Pull each line containing "Duration" from the data.

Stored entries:

========================================================================

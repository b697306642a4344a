//! Broadcast of store changes to the open screens
//!
//! Every screen holds its own [`EventSubscriber`]. A screen that falls
//! behind skips the missed events; it re-derives from the stores anyway, so
//! only the fact that something changed matters.

use std::sync::Arc;

use log::{debug, warn};
use tokio::sync::broadcast;
use tokio::sync::broadcast::error::{RecvError, TryRecvError};

use super::events::{Event, EventMessage};

/// Events buffered per subscriber before it starts lagging
const BACKLOG: usize = 256;

#[derive(Debug, Clone)]
pub struct EventBus {
    sender: broadcast::Sender<EventMessage>,
}

impl EventBus {
    pub fn new() -> Self {
        let (sender, _) = broadcast::channel(BACKLOG);
        Self { sender }
    }

    /// Wrap `event` in an envelope and hand it to every live subscriber.
    /// Returns how many subscribers received it.
    pub fn publish(&self, event: Event) -> usize {
        let message = EventMessage::new(event);
        let kind = message.event.event_type();
        // Sending only fails when nobody listens
        let delivered = self.sender.send(message).unwrap_or(0);
        debug!("{} delivered to {} screen(s)", kind, delivered);
        delivered
    }

    pub fn subscribe(&self) -> EventSubscriber {
        EventSubscriber {
            receiver: self.sender.subscribe(),
        }
    }

    pub fn listeners(&self) -> usize {
        self.sender.receiver_count()
    }
}

impl Default for EventBus {
    fn default() -> Self {
        Self::new()
    }
}

pub struct EventSubscriber {
    receiver: broadcast::Receiver<EventMessage>,
}

impl EventSubscriber {
    /// Next event, waiting for one. `None` once the bus is gone.
    pub async fn recv(&mut self) -> Option<EventMessage> {
        loop {
            match self.receiver.recv().await {
                Ok(message) => return Some(message),
                Err(RecvError::Lagged(skipped)) => warn!("Screen skipped {} events", skipped),
                Err(RecvError::Closed) => return None,
            }
        }
    }

    /// Next event already delivered, without waiting.
    pub fn try_recv(&mut self) -> Option<EventMessage> {
        loop {
            match self.receiver.try_recv() {
                Ok(message) => return Some(message),
                Err(TryRecvError::Lagged(skipped)) => warn!("Screen skipped {} events", skipped),
                Err(TryRecvError::Empty | TryRecvError::Closed) => return None,
            }
        }
    }

    /// Everything delivered so far, oldest first.
    pub fn drain(&mut self) -> Vec<Event> {
        std::iter::from_fn(|| self.try_recv())
            .map(|message| message.event)
            .collect()
    }
}

pub type SharedEventBus = Arc<EventBus>;

pub fn create_event_bus() -> SharedEventBus {
    Arc::new(EventBus::new())
}

#[cfg(test)]
mod tests {
    use super::*;
    use std::time::Duration;

    #[tokio::test]
    async fn subscriber_receives_published_event() {
        let bus = create_event_bus();
        let mut screen = bus.subscribe();

        assert_eq!(bus.publish(Event::OnuDeleted { onu_id: "3".into() }), 1);

        let message = tokio::time::timeout(Duration::from_millis(100), screen.recv())
            .await
            .unwrap()
            .unwrap();
        assert_eq!(message.event, Event::OnuDeleted { onu_id: "3".into() });
        assert!(!message.id.is_empty());
    }

    #[test]
    fn publish_without_screens_is_fine() {
        let bus = EventBus::new();
        assert_eq!(bus.publish(Event::SettingsChanged), 0);
        assert_eq!(bus.listeners(), 0);
    }

    #[test]
    fn drain_returns_events_in_order() {
        let bus = EventBus::new();
        let mut screen = bus.subscribe();
        assert!(screen.drain().is_empty());

        bus.publish(Event::SettingsChanged);
        bus.publish(Event::SessionEnded);

        assert_eq!(screen.drain(), vec![Event::SettingsChanged, Event::SessionEnded]);
        assert!(screen.try_recv().is_none());
    }

    #[test]
    fn lagging_screen_keeps_the_newest_events() {
        let bus = EventBus::new();
        let mut screen = bus.subscribe();
        for i in 0..BACKLOG + 10 {
            bus.publish(Event::OltUpdated { olt_id: i.to_string() });
        }

        let events = screen.drain();
        assert_eq!(events.len(), BACKLOG);
        assert_eq!(
            events.last(),
            Some(&Event::OltUpdated { olt_id: (BACKLOG + 9).to_string() })
        );
    }

    #[test]
    fn listeners_follow_live_subscribers() {
        let bus = EventBus::new();
        let first = bus.subscribe();
        let _second = bus.subscribe();
        assert_eq!(bus.listeners(), 2);

        drop(first);
        assert_eq!(bus.listeners(), 1);
    }
}
impl App {
    /// Context with the simulated ports and the given storage backend.
    pub fn new(config: AppConfig, storage: Arc<dyn PartitionStore>) -> Self {
        let mut stores = StoreSet::seeded();
        apply_branding(&config, &mut stores);

        Self {
            stores: RwLock::new(stores),
            storage,
            events: create_event_bus(),
            session: SessionController::new(&config.simulation),
            diagnostics: Arc::new(MockDiagnostics::new(config.simulation.analysis_delay())),
            telemetry: Arc::new(MockDeviceTelemetry),
            boot: BootGate::new(),
            config,
        }
    }

    /// Pick the storage backend named in the configuration.
    pub fn from_config(config: AppConfig) -> Self {
        let storage: Arc<dyn PartitionStore> = match config.storage.backend {
            StorageBackend::File => {
                let dir = config.storage.resolved_data_dir();
                info!(path = %dir.display(), "Using file storage");
                Arc::new(FilePartitionStore::new(dir))
            }
            StorageBackend::Memory => {
                warn!("Using in-memory storage, state will not survive a restart");
                Arc::new(InMemoryPartitionStore::new())
            }
        };
        Self::new(config, storage)
    }

    pub fn with_diagnostics(mut self, diagnostics: Arc<dyn Diagnostics>) -> Self {
        self.diagnostics = diagnostics;
        self
    }

    pub fn with_telemetry(mut self, telemetry: Arc<dyn DeviceTelemetry>) -> Self {
        self.telemetry = telemetry;
        self
    }

    pub fn config(&self) -> &AppConfig {
        &self.config
    }

    pub fn events(&self) -> &SharedEventBus {
        &self.events
    }

    pub fn subscribe(&self) -> EventSubscriber {
        self.events.subscribe()
    }

    /// Consistent read view of all stores. Waits for rehydration.
    pub async fn state(&self) -> RwLockReadGuard<'_, StoreSet> {
        self.read_ready().await
    }

    // Every entry point goes through these two, so nothing reads or
    // overwrites the seed stores before the persisted state is back.
    async fn read_ready(&self) -> RwLockReadGuard<'_, StoreSet> {
        self.boot.wait_ready().await;
        self.stores.read().await
    }

    async fn write_ready(&self) -> RwLockWriteGuard<'_, StoreSet> {
        self.boot.wait_ready().await;
        self.stores.write().await
    }

    pub fn session_phase(&self) -> SessionPhase {
        self.session.phase()
    }

    pub fn session(&self) -> &SessionController {
        &self.session
    }

    // ── Launch ────────────────────────────────────────────────

    /// Restore persisted state. Runs once per process; later calls return
    /// `None` and leave the stores alone.
    pub async fn rehydrate(&self) -> Option<Rehydration> {
        if !self.boot.try_begin() {
            warn!("Rehydration already performed, ignoring");
            return None;
        }

        let (mut restored, report) = snapshot::restore(self.storage.as_ref()).await;
        if report.seeded.contains(&Partition::Settings) {
            apply_branding(&self.config, &mut restored);
        }

        self.stores.write().await.swap_in(restored);
        self.boot.open();
        self.events.publish(Event::Rehydrated);
        Some(report)
    }

    pub fn is_ready(&self) -> bool {
        self.boot.is_ready()
    }

    /// Resolves once rehydration has completed.
    pub async fn wait_until_ready(&self) {
        self.boot.wait_ready().await
    }

    // ── Dispatch ──────────────────────────────────────────────

    /// Apply an action without any authorization check.
    ///
    /// Returns `Ok(None)` when the action had no effect (unknown id,
    /// unchanged value, rejected login). When the partition cannot be
    /// written the in-memory change stays and the write error is returned.
    pub async fn dispatch(&self, action: impl Into<Action>) -> AppResult<Option<Event>> {
        let mut stores = self.write_ready().await;
        let Some(event) = stores.reduce(action.into()) else {
            return Ok(None);
        };
        self.commit(stores, event.clone()).await?;
        Ok(Some(event))
    }

    /// Persist what `event` touched, then publish it. The write lock is held
    /// until the partition is written so saves cannot reorder.
    async fn commit(&self, stores: RwLockWriteGuard<'_, StoreSet>, event: Event) -> AppResult<()> {
        let saved = match event.partition() {
            Some(partition) => self.persist(&stores, partition).await,
            None => Ok(()),
        };
        drop(stores);

        self.events.publish(event);
        saved.map_err(AppError::from)
    }

    async fn persist(&self, stores: &StoreSet, partition: Partition) -> InfraResult<()> {
        let document = snapshot::encode(stores, partition)?;
        if let Err(e) = self.storage.save(partition, &document).await {
            error!(partition = %partition, error = %e, "Failed to persist partition");
            return Err(e);
        }
        Ok(())
    }

    // ── Session ───────────────────────────────────────────────

    pub async fn login(&self, form: &LoginForm) -> AppResult<User> {
        form.check()?;
        self.boot.wait_ready().await;
        let _attempt = self.session.round_trip(SessionPhase::SigningIn).await?;

        let mut stores = self.write_ready().await;
        let user = stores.auth.login(&form.username, &form.password)?;
        self.commit(
            stores,
            Event::SessionStarted {
                user_id: user.id.clone(),
            },
        )
        .await?;
        Ok(user)
    }

    /// End the session, wipe every persisted partition and return to the
    /// seed roster.
    ///
    /// Storage is purged first. If that fails nothing changes, in memory or
    /// on disk, so a relaunch can never bring back a session that looked
    /// signed out.
    pub async fn logout(&self) -> AppResult<()> {
        self.boot.wait_ready().await;
        let _attempt = self.session.round_trip(SessionPhase::SigningOut).await?;

        let mut stores = self.write_ready().await;
        if let Err(e) = self.storage.purge_all().await {
            error!(error = %e, "Failed to purge persisted state, still signed in");
            return Err(e.into());
        }

        stores.auth.logout();
        let mut fresh = StoreSet::seeded();
        apply_branding(&self.config, &mut fresh);
        stores.swap_in(fresh);
        drop(stores);

        self.events.publish(Event::SessionEnded);
        self.events.publish(Event::StatePurged);
        info!("Signed out, local state purged");
        Ok(())
    }

    pub async fn current_user(&self) -> Option<User> {
        self.read_ready().await.auth.current_user().cloned()
    }

    pub async fn capabilities(&self) -> Option<Capabilities> {
        self.current_user()
            .await
            .map(|user| Capabilities::for_role(user.role))
    }

    /// Where a navigation request lands for the current session.
    pub async fn navigate(&self, requested: Route) -> Route {
        Route::guard(self.read_ready().await.auth.current_user(), requested)
    }

    // ── Screen operations ─────────────────────────────────────

    /// Create an OLT, or overwrite the one with `editing` as id.
    pub async fn save_olt(&self, form: &OltForm, editing: Option<&str>) -> AppResult<Olt> {
        let olt = {
            let stores = self.read_ready().await;
            require(&stores, |c| c.manage_olts, "manage OLTs")?;
            match editing {
                Some(id) => {
                    let existing = stores
                        .olt
                        .get(id)
                        .ok_or_else(|| DomainError::not_found("olt", id))?;
                    form.build_update(existing)?
                }
                None => form.build_new()?,
            }
        };

        let action = match editing {
            Some(_) => OltAction::Update(olt.clone()),
            None => OltAction::Add(olt.clone()),
        };
        match self.dispatch(action).await? {
            Some(_) => Ok(olt),
            // Deleted between the read above and the dispatch
            None => Err(DomainError::not_found("olt", olt.id).into()),
        }
    }

    /// ONUs attached to the OLT are left in place.
    pub async fn delete_olt(&self, olt_id: &str) -> AppResult<()> {
        {
            let stores = self.read_ready().await;
            require(&stores, |c| c.manage_olts, "manage OLTs")?;
        }
        self.dispatch(OltAction::Delete(olt_id.to_string())).await?;
        Ok(())
    }

    pub async fn delete_onu(&self, onu_id: &str) -> AppResult<()> {
        {
            let stores = self.read_ready().await;
            require(&stores, |c| c.delete_onus, "delete ONUs")?;
        }
        self.dispatch(OnuAction::Delete(onu_id.to_string())).await?;
        Ok(())
    }

    pub async fn add_user(&self, form: &UserForm) -> AppResult<User> {
        let user = {
            let stores = self.read_ready().await;
            require(&stores, |c| c.manage_users, "manage users")?;
            form.build(&locations(stores.olt.olts()))?
        };
        self.dispatch(AuthAction::AddUser(user.clone())).await?;
        Ok(user)
    }

    pub async fn save_settings(&self, form: SettingsForm) -> AppResult<()> {
        {
            let stores = self.read_ready().await;
            require(&stores, |c| c.edit_settings, "edit settings")?;
        }
        for action in form.into_actions()? {
            self.dispatch(action).await?;
        }
        Ok(())
    }

    pub async fn set_logo_url(&self, url: Option<String>) -> AppResult<()> {
        self.set_branding_image(SettingsAction::SetLogoUrl(url)).await
    }

    pub async fn set_splash_background_url(&self, url: Option<String>) -> AppResult<()> {
        self.set_branding_image(SettingsAction::SetSplashBackgroundUrl(url))
            .await
    }

    async fn set_branding_image(&self, action: SettingsAction) -> AppResult<()> {
        {
            let stores = self.read_ready().await;
            require(&stores, |c| c.edit_settings, "edit settings")?;
        }
        self.dispatch(action).await?;
        Ok(())
    }

    /// Load an ONU the current user can see into the editor.
    pub async fn open_onu_config(&self, editor: &mut OnuConfigEditor, onu_id: &str) -> AppResult<()> {
        let onu = self.visible_onu(onu_id).await?;
        editor.open(&onu);
        Ok(())
    }

    /// Submit the editor. A rejected draft keeps the editor open and
    /// nothing is dispatched.
    pub async fn save_onu_config(&self, editor: &mut OnuConfigEditor) -> AppResult<Onu> {
        let target_id = editor
            .target()
            .map(|onu| onu.id.clone())
            .ok_or_else(|| DomainError::Validation("No ONU is being configured".into()))?;
        {
            let stores = self.read_ready().await;
            require(&stores, |c| c.configure_onus, "configure ONUs")?;
            let visible = scope(
                stores.auth.current_user(),
                stores.olt.olts(),
                stores.onu.onus(),
            );
            if !visible.contains_onu(&target_id) {
                return Err(DomainError::not_found("onu", target_id).into());
            }
        }

        let updated = editor.submit()?;
        match self.dispatch(OnuAction::Update(updated.clone())).await? {
            Some(_) => Ok(updated),
            None => Err(DomainError::not_found("onu", target_id).into()),
        }
    }

    /// Start the fiber-break analysis for a visible ONU using the AI model
    /// selected in the settings.
    pub async fn start_analysis(&self, onu_id: &str) -> AppResult<AnalysisHandle> {
        let (onu, model) = {
            let stores = self.read_ready().await;
            require(&stores, |c| c.run_diagnostics, "run diagnostics")?;
            let visible = scope(
                stores.auth.current_user(),
                stores.olt.olts(),
                stores.onu.onus(),
            );
            let onu = visible
                .onu(onu_id)
                .cloned()
                .ok_or_else(|| DomainError::not_found("onu", onu_id))?;
            (onu, stores.settings.settings().ai_model.clone())
        };

        info!(onu_id = %onu.id, model = %model, "Starting fiber analysis");
        Ok(AnalysisHandle::spawn(self.diagnostics.clone(), onu, model))
    }

    pub async fn probe_olt(&self, olt_id: &str) -> AppResult<OltTelemetry> {
        let olt = {
            let stores = self.read_ready().await;
            let visible = scope(
                stores.auth.current_user(),
                stores.olt.olts(),
                stores.onu.onus(),
            );
            visible
                .olts
                .iter()
                .find(|o| o.id == olt_id)
                .cloned()
                .ok_or_else(|| DomainError::not_found("olt", olt_id))?
        };
        Ok(self.telemetry.poll_olt(&olt).await?)
    }

    pub async fn probe_onu(&self, onu_id: &str) -> AppResult<OnuTelemetry> {
        let onu = self.visible_onu(onu_id).await?;
        Ok(self.telemetry.poll_onu(&onu).await?)
    }

    async fn visible_onu(&self, onu_id: &str) -> AppResult<Onu> {
        let stores = self.read_ready().await;
        let visible = scope(
            stores.auth.current_user(),
            stores.olt.olts(),
            stores.onu.onus(),
        );
        visible
            .onu(onu_id)
            .cloned()
            .ok_or_else(|| DomainError::not_found("onu", onu_id).into())
    }
}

========================================================================

[Your solution]
    use std::time::Duration;
        let message = tokio::time::timeout(Duration::from_millis(100), screen.recv())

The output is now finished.